-- TASK INSTRUCTIONS --
Count the lines in the data below where the string "FxHashMap" occurs, please, and give the number alone.

-- INPUT DATA --
──────────
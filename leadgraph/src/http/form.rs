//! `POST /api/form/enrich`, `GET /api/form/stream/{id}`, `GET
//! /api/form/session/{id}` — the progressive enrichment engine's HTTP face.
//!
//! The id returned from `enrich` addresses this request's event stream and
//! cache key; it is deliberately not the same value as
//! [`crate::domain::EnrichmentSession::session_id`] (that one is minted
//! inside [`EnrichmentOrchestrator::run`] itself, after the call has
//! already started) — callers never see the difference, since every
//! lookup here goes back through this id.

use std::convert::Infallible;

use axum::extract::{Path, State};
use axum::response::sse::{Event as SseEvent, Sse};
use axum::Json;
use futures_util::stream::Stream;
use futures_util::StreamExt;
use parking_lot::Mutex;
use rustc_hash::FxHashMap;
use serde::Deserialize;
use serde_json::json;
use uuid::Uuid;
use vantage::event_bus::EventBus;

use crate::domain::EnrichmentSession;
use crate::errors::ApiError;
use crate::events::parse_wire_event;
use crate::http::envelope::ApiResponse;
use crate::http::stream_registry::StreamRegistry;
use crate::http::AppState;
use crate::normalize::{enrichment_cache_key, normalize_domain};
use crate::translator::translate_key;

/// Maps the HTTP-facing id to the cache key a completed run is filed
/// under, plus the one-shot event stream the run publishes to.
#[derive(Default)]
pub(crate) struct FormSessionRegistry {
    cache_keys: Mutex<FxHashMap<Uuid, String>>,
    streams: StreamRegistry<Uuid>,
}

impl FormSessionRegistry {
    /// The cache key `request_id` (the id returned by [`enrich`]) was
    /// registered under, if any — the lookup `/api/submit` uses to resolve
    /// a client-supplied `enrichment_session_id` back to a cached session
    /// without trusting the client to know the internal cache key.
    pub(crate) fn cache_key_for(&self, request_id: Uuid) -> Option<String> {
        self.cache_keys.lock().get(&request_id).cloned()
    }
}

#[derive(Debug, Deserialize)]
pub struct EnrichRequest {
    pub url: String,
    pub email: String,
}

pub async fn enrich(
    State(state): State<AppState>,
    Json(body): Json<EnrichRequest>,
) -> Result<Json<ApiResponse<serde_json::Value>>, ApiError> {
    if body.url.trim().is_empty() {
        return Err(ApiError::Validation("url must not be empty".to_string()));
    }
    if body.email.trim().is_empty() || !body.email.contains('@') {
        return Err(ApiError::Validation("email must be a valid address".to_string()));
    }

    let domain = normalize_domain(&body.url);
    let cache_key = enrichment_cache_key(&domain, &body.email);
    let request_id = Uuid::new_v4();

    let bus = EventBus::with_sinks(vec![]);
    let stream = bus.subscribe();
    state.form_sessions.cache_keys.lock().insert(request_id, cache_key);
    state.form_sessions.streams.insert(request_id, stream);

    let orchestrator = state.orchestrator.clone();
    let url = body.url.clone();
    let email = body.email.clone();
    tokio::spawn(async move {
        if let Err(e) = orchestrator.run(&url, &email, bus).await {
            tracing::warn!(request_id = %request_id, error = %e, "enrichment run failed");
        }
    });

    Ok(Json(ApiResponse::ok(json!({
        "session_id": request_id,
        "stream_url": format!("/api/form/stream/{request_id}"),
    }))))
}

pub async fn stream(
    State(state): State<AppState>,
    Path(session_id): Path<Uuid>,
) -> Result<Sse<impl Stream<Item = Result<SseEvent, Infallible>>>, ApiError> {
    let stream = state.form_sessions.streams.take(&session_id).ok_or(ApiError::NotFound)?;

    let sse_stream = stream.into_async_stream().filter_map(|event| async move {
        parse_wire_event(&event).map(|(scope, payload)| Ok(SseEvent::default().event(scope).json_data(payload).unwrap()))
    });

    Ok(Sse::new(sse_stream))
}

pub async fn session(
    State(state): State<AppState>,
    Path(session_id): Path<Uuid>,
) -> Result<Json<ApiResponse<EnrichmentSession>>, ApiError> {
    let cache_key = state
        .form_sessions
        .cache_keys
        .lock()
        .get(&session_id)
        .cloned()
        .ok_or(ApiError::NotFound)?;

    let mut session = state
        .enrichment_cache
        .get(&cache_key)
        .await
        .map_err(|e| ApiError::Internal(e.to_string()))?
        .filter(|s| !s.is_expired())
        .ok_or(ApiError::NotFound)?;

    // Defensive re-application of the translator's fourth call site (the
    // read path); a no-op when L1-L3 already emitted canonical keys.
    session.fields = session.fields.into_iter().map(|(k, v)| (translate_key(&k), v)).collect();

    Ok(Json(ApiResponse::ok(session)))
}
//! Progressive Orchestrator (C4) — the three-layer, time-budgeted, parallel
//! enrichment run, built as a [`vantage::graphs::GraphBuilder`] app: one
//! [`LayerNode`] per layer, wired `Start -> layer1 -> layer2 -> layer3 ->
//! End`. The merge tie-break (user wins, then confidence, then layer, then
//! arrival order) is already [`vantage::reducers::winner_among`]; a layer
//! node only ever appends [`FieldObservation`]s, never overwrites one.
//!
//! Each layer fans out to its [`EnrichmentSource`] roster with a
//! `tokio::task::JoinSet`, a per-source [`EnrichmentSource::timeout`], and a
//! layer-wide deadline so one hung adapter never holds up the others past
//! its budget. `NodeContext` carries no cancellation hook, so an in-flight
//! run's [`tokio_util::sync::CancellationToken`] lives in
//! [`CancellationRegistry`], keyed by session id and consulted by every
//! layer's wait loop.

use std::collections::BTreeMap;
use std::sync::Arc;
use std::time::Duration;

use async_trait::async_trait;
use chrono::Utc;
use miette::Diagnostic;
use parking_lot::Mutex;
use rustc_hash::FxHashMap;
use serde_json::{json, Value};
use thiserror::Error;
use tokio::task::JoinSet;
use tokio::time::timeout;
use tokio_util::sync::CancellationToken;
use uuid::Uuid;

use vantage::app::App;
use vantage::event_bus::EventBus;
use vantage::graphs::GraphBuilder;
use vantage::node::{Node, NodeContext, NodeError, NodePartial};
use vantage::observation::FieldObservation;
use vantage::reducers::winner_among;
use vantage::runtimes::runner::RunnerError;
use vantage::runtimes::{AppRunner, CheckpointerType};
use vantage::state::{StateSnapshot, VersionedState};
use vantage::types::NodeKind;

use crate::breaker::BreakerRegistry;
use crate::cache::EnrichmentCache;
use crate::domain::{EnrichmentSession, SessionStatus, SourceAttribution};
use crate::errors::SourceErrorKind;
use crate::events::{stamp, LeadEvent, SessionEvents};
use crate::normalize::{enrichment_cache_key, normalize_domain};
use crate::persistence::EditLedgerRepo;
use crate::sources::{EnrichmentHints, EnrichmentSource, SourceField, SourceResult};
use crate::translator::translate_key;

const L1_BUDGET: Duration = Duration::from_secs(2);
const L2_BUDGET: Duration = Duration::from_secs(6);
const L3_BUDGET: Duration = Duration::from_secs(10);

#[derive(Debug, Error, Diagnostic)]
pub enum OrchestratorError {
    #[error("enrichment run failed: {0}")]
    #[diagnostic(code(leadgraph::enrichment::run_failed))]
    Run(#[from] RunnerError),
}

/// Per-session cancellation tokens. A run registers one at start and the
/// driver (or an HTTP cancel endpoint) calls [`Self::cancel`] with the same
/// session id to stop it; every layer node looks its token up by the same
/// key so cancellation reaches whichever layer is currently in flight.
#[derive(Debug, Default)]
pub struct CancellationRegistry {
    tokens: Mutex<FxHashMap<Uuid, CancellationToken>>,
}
──────────
-- RESPONSE BOX --
4